After this unprecedented beam shooting pose was created by Toshihiro Iijima (director), Koichi Takano (SFX director) and Furuya on the set during the shooting, Furuya says he never failed to practice the pose 300 times in front of the mirror at home before going to bed every day until the shooting of the series ended.

 

As we have been so familiar with this pose since our childhood while imitating it when playing as a kid, seeing most of the people perform the pose in a wrong way in the street interviews of the Ultraman 50th anniversary special on TV was a bit shocking to me.

They pose like Ultraseven’s Wide Shot with the left hand positioned almost below the right elbow or the Wide Shot pose with arms positioned the wrong way around.

Although I’m not a person who is fussy over trifles, I have to admit that I find it moderately disappointing to be honest…

 

Meanwhile, what impressed me is that American people in photos taken with Furuya who visited the US are found to show their Spacium poses performed excellently, far better than Japanese people, even small children (no, it should be small children who would know the real thing) while I found those photos online.

With these things, while I find many overseas people who are nice enough to visit my blog, I can’t help thinking it might be people outside of Japan who are willing to truly appreciate Japanese cultures.


2 thoughts on “American People’s Spacium Poses Look Excellent!”

  1. I am happy to hear about this!

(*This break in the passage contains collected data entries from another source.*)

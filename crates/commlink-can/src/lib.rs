//! # Commlink CAN
//!
//! 经典 CAN（CAN 2.0）传输层，基于 Linux SocketCAN。
//!
//! - [`frame`]：帧编解码与标志位，无硬件依赖，所有平台可用
//! - [`iface`]：接口 UP/DOWN 控制与索引解析（仅 Linux）
//! - [`CanTransport`]：句柄化的链路管理与有界超时收发（仅 Linux）
//!
//! ```no_run
//! # #[cfg(target_os = "linux")]
//! # fn main() -> Result<(), commlink_core::LinkError> {
//! use commlink_can::{CanFlags, CanTransport};
//! use std::time::Duration;
//!
//! let mut transport = CanTransport::new();
//! let handle = transport.open("can0")?;
//! transport.write(handle, 0x123, CanFlags::empty(), &[1, 2, 3], Duration::from_millis(100))?;
//! let frame = transport.read(handle, Duration::from_millis(100))?;
//! println!("0x{:X} {:02X?}", frame.id(), frame.data());
//! transport.close(handle);
//! # Ok(())
//! # }
//! # #[cfg(not(target_os = "linux"))]
//! # fn main() {}
//! ```

pub mod config;
pub mod frame;

#[cfg(target_os = "linux")]
pub mod iface;

#[cfg(target_os = "linux")]
mod transport;

pub use config::{CanConfig, CanFilter};
pub use frame::{
    CAN_EFF_FLAG, CAN_EFF_MASK, CAN_ERR_FLAG, CAN_FRAME_LEN, CAN_MAX_DLEN, CAN_RTR_FLAG,
    CAN_SFF_MASK, CanFlags, CanFrame, FrameHeader, decode_id, encode_id,
};

#[cfg(target_os = "linux")]
pub use transport::{CanLink, CanTransport, MAX_FILTERS};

I met Bin Furuya in Los Angeles, although I did not do the Spacium Beam pose with him. He was a kind and noble man.

    I agree that small children are better at these poses than adults. I remember when we were kids, it was important to us to imitate the heroes correctly. For example, if we were playing samurai and you were Yagyu Jubei, you had to do things like stick the sword straight up with one hand and spin it, or rest the back of the sword on your shoulder, just like Sonny Chiba would do it. A lot of the heroes had distinct henshin kata and poses like Kikaida, Kamen Rider V3, Condorman, etc. I think this was to give children something unique to imitate when they were pretending to be the superhero.

    1. What a great experience! Yeah, Bin-san should be a nice person although I haven’t talked to him while I’ve seen him as an audience at his talk show.
      Yes, henshin poses were so popular among boys in my childhood, especially the one of Kamen Rider here in Japan.